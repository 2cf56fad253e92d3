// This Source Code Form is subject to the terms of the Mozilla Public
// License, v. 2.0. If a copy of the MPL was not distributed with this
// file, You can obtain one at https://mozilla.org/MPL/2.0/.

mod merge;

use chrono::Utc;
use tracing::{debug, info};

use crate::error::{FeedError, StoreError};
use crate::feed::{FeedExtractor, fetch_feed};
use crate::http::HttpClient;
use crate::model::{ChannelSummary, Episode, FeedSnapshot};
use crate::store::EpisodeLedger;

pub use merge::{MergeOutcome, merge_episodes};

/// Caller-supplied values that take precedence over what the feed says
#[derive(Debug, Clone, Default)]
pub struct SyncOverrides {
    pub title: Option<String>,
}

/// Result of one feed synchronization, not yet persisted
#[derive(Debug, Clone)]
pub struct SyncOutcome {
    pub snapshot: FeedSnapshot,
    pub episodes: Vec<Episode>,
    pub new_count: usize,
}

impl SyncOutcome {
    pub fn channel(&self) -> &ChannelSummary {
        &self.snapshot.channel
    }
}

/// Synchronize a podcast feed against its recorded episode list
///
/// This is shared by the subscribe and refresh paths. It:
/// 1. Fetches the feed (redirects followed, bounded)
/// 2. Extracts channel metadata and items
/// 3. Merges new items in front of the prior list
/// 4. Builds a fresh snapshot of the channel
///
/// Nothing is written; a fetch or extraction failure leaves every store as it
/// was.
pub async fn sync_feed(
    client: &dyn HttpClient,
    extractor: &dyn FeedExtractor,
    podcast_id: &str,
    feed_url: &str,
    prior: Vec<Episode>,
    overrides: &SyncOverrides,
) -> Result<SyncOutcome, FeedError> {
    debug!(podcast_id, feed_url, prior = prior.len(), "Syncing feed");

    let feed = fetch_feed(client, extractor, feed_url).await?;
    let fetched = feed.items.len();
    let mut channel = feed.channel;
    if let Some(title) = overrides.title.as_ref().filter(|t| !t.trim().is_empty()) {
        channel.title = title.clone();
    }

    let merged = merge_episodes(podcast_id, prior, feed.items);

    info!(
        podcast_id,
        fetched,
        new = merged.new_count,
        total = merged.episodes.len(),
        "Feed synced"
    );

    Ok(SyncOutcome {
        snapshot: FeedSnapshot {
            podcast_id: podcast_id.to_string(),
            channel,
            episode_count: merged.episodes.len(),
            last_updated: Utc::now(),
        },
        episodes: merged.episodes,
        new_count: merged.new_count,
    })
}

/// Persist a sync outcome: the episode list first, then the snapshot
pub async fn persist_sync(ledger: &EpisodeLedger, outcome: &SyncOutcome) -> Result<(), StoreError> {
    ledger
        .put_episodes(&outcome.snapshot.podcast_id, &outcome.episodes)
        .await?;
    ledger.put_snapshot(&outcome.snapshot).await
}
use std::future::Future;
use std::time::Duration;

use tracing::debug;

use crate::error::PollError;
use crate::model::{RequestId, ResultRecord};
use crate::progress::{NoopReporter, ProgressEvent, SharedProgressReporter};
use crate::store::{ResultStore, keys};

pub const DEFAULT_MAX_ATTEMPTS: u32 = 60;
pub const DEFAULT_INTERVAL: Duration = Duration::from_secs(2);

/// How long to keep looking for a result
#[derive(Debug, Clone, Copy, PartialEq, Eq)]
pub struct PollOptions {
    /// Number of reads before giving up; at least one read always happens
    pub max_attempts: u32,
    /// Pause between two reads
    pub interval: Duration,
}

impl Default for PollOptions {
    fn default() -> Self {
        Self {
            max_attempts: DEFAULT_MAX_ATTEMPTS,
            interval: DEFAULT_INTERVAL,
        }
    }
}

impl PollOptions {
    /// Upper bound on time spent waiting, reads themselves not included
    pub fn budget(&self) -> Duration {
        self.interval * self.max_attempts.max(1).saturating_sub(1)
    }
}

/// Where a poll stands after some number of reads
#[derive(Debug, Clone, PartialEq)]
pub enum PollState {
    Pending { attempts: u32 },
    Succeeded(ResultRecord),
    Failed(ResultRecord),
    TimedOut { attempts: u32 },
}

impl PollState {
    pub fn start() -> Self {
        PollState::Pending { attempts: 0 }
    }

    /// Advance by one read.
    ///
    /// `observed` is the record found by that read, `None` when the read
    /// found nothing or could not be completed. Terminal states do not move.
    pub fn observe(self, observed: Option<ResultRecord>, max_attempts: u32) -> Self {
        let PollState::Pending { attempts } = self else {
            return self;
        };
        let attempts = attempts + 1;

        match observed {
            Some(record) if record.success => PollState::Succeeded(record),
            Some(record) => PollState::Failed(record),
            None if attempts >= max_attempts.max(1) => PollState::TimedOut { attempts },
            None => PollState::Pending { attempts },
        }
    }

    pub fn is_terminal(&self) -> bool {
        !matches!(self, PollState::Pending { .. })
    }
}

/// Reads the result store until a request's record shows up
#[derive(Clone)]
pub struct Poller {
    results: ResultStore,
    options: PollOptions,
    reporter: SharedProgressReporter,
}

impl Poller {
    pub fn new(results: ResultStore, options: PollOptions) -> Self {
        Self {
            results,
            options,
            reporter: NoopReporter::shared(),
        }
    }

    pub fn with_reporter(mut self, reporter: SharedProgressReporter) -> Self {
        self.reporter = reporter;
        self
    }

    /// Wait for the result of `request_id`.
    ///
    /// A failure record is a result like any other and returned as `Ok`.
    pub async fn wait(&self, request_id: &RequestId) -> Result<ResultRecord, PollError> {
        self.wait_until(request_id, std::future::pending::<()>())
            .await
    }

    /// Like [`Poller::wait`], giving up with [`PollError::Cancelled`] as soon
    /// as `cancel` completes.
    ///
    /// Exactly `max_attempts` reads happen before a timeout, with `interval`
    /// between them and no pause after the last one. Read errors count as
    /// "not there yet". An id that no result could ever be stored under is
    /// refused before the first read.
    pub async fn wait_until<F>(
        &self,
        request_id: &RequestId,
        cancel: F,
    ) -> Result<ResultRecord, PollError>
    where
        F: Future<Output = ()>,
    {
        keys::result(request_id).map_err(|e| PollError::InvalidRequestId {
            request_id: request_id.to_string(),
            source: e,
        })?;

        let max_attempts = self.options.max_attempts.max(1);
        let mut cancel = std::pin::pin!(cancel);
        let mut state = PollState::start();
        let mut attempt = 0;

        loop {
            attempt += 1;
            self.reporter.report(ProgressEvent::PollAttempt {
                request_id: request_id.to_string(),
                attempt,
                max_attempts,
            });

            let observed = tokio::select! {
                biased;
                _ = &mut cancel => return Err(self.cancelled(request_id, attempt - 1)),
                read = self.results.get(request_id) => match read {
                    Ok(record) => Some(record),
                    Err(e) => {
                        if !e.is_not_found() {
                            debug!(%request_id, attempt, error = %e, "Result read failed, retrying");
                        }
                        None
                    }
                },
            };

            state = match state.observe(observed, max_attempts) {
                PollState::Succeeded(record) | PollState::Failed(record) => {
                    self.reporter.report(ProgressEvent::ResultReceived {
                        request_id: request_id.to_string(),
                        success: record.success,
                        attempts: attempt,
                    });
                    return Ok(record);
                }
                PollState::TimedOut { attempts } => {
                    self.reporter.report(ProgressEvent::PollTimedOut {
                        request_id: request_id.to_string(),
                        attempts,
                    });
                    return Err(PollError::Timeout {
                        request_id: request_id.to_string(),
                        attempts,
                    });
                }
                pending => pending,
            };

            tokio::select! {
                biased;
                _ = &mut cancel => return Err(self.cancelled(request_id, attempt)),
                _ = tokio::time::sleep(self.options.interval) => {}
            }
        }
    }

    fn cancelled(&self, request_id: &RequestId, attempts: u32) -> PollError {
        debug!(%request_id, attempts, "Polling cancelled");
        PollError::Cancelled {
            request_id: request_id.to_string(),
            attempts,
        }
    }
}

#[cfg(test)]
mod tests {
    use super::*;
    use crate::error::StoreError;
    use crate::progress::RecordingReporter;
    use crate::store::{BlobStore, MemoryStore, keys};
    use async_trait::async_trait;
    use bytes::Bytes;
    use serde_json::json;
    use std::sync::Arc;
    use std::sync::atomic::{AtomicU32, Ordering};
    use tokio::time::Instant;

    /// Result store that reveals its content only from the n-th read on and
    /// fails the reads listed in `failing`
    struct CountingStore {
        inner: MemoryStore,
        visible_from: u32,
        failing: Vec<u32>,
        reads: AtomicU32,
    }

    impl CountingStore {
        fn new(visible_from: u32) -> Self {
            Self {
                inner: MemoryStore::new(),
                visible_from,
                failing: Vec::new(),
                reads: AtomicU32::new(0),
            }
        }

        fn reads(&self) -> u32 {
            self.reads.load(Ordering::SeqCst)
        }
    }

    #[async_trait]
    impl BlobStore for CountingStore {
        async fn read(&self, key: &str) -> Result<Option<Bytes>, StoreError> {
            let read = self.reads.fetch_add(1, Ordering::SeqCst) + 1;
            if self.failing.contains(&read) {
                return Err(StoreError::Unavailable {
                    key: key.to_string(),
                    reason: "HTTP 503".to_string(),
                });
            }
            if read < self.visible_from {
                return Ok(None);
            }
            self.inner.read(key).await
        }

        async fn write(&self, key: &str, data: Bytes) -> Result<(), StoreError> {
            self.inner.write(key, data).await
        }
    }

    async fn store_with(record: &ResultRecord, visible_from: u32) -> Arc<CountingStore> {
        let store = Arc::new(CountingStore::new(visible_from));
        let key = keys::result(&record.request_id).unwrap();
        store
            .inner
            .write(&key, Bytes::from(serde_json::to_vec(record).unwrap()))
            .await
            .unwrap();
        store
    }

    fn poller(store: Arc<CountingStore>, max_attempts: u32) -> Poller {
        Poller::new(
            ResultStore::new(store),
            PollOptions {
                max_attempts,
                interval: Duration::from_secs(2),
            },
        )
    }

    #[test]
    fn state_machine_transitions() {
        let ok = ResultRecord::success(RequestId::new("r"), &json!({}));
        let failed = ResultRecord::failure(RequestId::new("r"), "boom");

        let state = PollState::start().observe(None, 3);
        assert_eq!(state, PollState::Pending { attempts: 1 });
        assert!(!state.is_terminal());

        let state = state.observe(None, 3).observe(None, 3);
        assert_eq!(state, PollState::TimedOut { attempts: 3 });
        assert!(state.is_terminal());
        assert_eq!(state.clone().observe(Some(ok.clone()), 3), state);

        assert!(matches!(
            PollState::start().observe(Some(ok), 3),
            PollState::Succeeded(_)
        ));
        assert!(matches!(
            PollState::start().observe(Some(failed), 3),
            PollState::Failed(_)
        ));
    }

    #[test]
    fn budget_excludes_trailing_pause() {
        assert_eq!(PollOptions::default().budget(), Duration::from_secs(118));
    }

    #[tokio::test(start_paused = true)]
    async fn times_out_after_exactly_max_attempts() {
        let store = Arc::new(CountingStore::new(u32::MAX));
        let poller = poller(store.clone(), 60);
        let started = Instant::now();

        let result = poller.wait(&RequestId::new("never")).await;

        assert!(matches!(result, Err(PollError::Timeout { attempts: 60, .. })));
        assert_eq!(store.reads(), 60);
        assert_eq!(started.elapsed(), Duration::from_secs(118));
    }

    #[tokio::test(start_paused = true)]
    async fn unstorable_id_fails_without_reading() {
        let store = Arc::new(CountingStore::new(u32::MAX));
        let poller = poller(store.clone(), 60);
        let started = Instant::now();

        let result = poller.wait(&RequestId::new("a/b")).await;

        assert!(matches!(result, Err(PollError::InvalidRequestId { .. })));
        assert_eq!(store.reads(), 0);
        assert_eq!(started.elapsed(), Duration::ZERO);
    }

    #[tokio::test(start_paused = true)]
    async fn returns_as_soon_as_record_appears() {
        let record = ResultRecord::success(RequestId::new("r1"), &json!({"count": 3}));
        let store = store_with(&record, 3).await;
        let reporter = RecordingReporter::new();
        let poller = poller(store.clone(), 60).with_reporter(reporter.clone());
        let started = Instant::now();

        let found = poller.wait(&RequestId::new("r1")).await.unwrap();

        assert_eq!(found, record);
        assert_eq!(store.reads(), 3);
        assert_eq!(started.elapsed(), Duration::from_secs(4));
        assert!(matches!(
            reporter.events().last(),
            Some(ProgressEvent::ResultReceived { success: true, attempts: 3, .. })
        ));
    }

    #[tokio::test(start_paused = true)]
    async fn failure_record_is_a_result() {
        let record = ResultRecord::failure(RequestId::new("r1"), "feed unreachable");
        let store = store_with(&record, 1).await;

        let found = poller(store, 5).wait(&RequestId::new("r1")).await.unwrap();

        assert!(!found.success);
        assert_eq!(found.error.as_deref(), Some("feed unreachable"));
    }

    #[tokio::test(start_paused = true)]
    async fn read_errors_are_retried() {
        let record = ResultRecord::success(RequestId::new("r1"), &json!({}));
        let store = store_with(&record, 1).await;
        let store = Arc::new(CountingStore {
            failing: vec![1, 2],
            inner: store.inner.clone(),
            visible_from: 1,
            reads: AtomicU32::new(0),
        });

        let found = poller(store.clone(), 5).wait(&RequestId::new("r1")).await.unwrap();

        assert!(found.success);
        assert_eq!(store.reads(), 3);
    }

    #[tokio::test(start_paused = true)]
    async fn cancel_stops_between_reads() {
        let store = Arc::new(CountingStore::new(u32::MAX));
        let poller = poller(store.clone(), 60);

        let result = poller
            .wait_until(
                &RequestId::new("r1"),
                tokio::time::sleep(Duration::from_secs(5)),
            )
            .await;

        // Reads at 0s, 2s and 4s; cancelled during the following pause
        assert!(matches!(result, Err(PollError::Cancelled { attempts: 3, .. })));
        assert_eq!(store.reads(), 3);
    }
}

○ ○ ○ ○ ○

- What is expected -
Copy all the lines above that hold the string "derive".

- Result -
#[derive(Debug, Clone, Default)]
#[derive(Debug, Clone)]
#[derive(Debug, Clone, Copy, PartialEq, Eq)]
#[derive(Debug, Clone, PartialEq)]
#[derive(Clone)]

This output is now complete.